§ PROBLEM DETAILS
Filter the entries and keep only the lines where the string "PathBuf" appears.

§ INPUT DATA
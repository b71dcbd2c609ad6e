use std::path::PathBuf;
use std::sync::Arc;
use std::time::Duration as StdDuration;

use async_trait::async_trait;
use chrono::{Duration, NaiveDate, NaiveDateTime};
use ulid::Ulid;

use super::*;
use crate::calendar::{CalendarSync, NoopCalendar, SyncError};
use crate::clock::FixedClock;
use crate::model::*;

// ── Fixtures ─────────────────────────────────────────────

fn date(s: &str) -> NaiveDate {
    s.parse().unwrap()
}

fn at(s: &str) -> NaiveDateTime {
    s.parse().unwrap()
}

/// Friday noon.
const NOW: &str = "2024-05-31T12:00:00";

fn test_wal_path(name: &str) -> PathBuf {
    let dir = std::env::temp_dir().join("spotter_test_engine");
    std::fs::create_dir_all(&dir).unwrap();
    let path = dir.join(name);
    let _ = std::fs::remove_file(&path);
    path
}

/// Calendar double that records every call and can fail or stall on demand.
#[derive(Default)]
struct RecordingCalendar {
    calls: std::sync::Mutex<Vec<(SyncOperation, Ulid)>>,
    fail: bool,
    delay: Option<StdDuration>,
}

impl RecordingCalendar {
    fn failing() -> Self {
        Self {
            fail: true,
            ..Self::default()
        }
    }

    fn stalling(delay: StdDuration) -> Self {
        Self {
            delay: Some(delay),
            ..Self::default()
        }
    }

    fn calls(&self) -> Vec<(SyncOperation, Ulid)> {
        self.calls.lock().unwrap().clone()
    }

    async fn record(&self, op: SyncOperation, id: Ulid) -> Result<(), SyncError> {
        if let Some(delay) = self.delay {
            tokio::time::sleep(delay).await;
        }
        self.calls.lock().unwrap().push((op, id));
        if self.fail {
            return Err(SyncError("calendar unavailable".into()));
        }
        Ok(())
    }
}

...

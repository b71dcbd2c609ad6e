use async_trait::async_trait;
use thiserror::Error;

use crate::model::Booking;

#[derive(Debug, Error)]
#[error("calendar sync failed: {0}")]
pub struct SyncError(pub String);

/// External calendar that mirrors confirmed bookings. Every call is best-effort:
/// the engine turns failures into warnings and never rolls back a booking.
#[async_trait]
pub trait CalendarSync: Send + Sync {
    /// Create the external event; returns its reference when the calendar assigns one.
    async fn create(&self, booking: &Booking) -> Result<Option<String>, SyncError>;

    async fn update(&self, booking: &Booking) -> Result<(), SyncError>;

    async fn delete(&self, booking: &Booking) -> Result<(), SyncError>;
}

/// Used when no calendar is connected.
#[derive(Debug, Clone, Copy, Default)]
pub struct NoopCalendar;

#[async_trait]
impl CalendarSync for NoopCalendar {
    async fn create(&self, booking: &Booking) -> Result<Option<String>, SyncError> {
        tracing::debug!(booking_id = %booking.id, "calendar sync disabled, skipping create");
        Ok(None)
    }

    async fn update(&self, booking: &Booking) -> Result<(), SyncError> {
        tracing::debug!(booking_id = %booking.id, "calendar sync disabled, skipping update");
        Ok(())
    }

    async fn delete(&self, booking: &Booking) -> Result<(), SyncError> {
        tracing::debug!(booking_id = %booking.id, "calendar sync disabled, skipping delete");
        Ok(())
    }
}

§ EXERCISE RESULT
use std::path::PathBuf;
fn test_wal_path(name: &str) -> PathBuf {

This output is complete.